While this is really handy for quick configurations, you can also layer variables across multiple files in yaml format. In you hosts file path you can make two sub directories named group_vars and host_vars. Any files in those paths that match the name of the group of hosts, or a host name in your hosts file will be interpolated at run time. So the previous example would look like this:

ultrabook:/etc/ansible # pwd
ultrabook:/etc/ansible # tree
├── group_vars
│   ├── RHELBased
│   └── SUSEBased
├── hosts
└── host_vars

2 directories, 5 files
ultrabook:/etc/ansible # cat hosts

ultrabook:/etc/ansible # cat group_vars/RHELBased
ultrabook:/etc/ansible # cat group_vars/SUSEBased
http_port: 443
ultrabook:/etc/ansible # cat host_vars/
http_port: 443
ultrabook:/etc/ansible # cat host_vars/
ansible_ssh_user: mdonlon

Refining Playbooks

There are many ways to organize playbooks as well. In the previous examples we used a single file, and everything is really simplified. One way of organizing things that is commonly used is creating roles. Basically you load a main file as your playbook, and that then imports all the data from the extra files, the extra files are organized as roles. For example if you have a wordpress site, you need a web head, and a database. The web head will have a web server, the app code, and any needed modules. The database is sometimes ran on the same host and some times ran on remote hosts, and this is where roles really shine. You make a directory, and small playbook for each role. In this case we can have an apache role, mysql role, wordpress role, mod_php, and php roles. The big advantage to this is that not every role has to be applied on one server, in this case mysql could be applied to a separate machine. This also allows for code re-use, for example you apache role could be used with python apps and php apps alike. Demonstrating this is a little beyond the scope of this article, and there are many different ways of doing thing, I would recommend searching for ansible playbook examples. There are many people contributing code on github, and I am sure various other sites.

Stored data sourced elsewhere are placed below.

use crate::config::{AppEnvironment, TelemetryConfig};
use std::fmt;
use tracing_subscriber::filter::ParseError;
use tracing_subscriber::EnvFilter;

/// Directives appended to the configured level so transport chatter stays quiet.
const QUIET_DEPENDENCIES: &[&str] = &["hyper=warn", "tower=warn"];

#[derive(Debug)]
pub enum TelemetryError {
    EnvFilter { value: String, source: ParseError },
    Subscriber(Box<dyn std::error::Error + Send + Sync>),
}

impl fmt::Display for TelemetryError {
    fn fmt(&self, f: &mut fmt::Formatter<'_>) -> fmt::Result {
        match self {
            TelemetryError::EnvFilter { value, .. } => {
                write!(
                    f,
                    "invalid log level/filter '{}': unable to build EnvFilter",
                    value
                )
            }
            TelemetryError::Subscriber(err) => write!(f, "telemetry error: {err}"),
        }
    }
}

impl std::error::Error for TelemetryError {
    fn source(&self) -> Option<&(dyn std::error::Error + 'static)> {
        match self {
            TelemetryError::EnvFilter { source, .. } => Some(source),
            TelemetryError::Subscriber(err) => Some(&**err),
        }
    }
}

fn filter_directives(log_level: &str) -> String {
    let mut directives = vec![log_level.trim().to_string()];
    directives.extend(QUIET_DEPENDENCIES.iter().map(|item| item.to_string()));
    directives.join(",")
}

fn build_filter(config: &TelemetryConfig) -> Result<EnvFilter, TelemetryError> {
    if let Ok(filter) = EnvFilter::try_from_default_env() {
        return Ok(filter);
    }

    let directives = filter_directives(&config.log_level);
    EnvFilter::try_new(&directives).map_err(|source| TelemetryError::EnvFilter {
        value: config.log_level.clone(),
        source,
    })
}

/// Installs the global subscriber. Rule codes, SQL text and pipeline stages are
/// emitted as structured fields, so targets are only shown outside production.
pub fn init(config: &TelemetryConfig, environment: AppEnvironment) -> Result<(), TelemetryError> {
    let env_filter = build_filter(config)?;

    tracing_subscriber::fmt()
        .with_env_filter(env_filter)
        .with_target(environment != AppEnvironment::Production)
        .compact()
        .with_ansi(environment == AppEnvironment::Development)
        .try_init()
        .map_err(TelemetryError::Subscriber)
}
use chrono::{DateTime, Datelike, Months, NaiveDate, NaiveDateTime};
use serde::{Deserialize, Serialize};

const DATE_FORMATS: &[&str] = &[
    "%Y-%m-%d", "%Y/%m/%d", "%Y.%m.%d", "%d/%m/%Y", "%d-%m-%Y", "%d.%m.%Y", "%m/%d/%Y",
    "%m-%d-%Y",
];

const DATETIME_FORMATS: &[&str] = &[
    "%Y-%m-%d %H:%M",
    "%Y/%m/%d %H:%M",
    "%Y.%m.%d %H:%M",
    "%d/%m/%Y %H:%M",
    "%d-%m-%Y %H:%M",
    "%Y-%m-%d %H:%M:%S",
    "%Y/%m/%d %H:%M:%S",
    "%Y.%m.%d %H:%M:%S",
    "%d/%m/%Y %H:%M:%S",
    "%d-%m-%Y %H:%M:%S",
    "%d.%m.%Y %H:%M:%S",
    "%m/%d/%Y %H:%M:%S",
    "%m-%d-%Y %H:%M:%S",
    "%Y-%m-%dT%H:%M:%S",
    "%Y-%m-%dT%H:%M:%S%.f",
];

/// Parses the date portion of the loosely formatted values accepted at intake.
///
/// Formats are tried in order, so `01/02/2020` resolves day-first.
pub fn parse_flexible_date(raw: &str) -> Option<NaiveDate> {
    let value = raw.split_whitespace().collect::<Vec<_>>().join(" ");
    if value.is_empty() {
        return None;
    }

    if let Some(date) = parse_compact(&value) {
        return Some(date);
    }

    if let Ok(instant) = DateTime::parse_from_rfc3339(&value) {
        return Some(instant.date_naive());
    }

    DATE_FORMATS
        .iter()
        .find_map(|format| NaiveDate::parse_from_str(&value, format).ok())
        .or_else(|| {
            DATETIME_FORMATS.iter().find_map(|format| {
                NaiveDateTime::parse_from_str(&value, format)
                    .ok()
                    .map(|moment| moment.date())
            })
        })
}

// yyyyMMdd first, then ddMMyyyy.
fn parse_compact(value: &str) -> Option<NaiveDate> {
    if value.len() != 8 || !value.bytes().all(|byte| byte.is_ascii_digit()) {
        return None;
    }

    let part = |range: std::ops::Range<usize>| value[range].parse::<u32>().ok();
    let year_first = part(0..4).and_then(|year| {
        NaiveDate::from_ymd_opt(year as i32, part(4..6)?, part(6..8)?)
    });
    year_first.or_else(|| {
        NaiveDate::from_ymd_opt(part(4..8)? as i32, part(2..4)?, part(0..2)?)
    })
}

/// Calendar distance expressed as whole years, months and days.
#[derive(Debug, Clone, Copy, Default, PartialEq, Eq, Serialize, Deserialize)]
pub struct Period {
    pub years: i32,
    pub months: i32,
    pub days: i32,
}

impl Period {
    /// Distance from `start` to `end`; a start after the end yields zero.
    pub fn between(start: NaiveDate, end: NaiveDate) -> Self {
        if end <= start {
            return Self::default();
        }

        let mut total_months = (end.year() - start.year()) * 12 + end.month() as i32
            - start.month() as i32;
        let mut days = end.day() as i32 - start.day() as i32;

        if total_months > 0 && days < 0 {
            total_months -= 1;
            let anchor = start
                .checked_add_months(Months::new(total_months as u32))
                .unwrap_or(start);
            days = (end - anchor).num_days() as i32;
        }

        Self {
            years: total_months / 12,
            months: total_months % 12,
            days,
        }
    }
}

All of the work being done behind the scenes in ansible is driven by modules. Ansible has an excellent library of built in modules that do things like package installation, transferring files, and everything we have done in this article. But for some people this will not be suitable for their setup, ansible has a means of adding your own modules. One great thing about the API provided by Ansible is that you are not restricted to the language it was written in, Python, you can use any language really. Ansible modules work by passing around JSON data structures, so as long as you can build a JSON data structure in your language of choice, which I am pretty sure any scripting language can do, you can begin coding something right away. There is much documentation on the Ansible site, about how the module interface works, and many examples of modules on github as well. Keep in mind that some obscure languages may not have great support, but that would only be because not enough people are contributing code in that language, try it out and publish your results somewhere!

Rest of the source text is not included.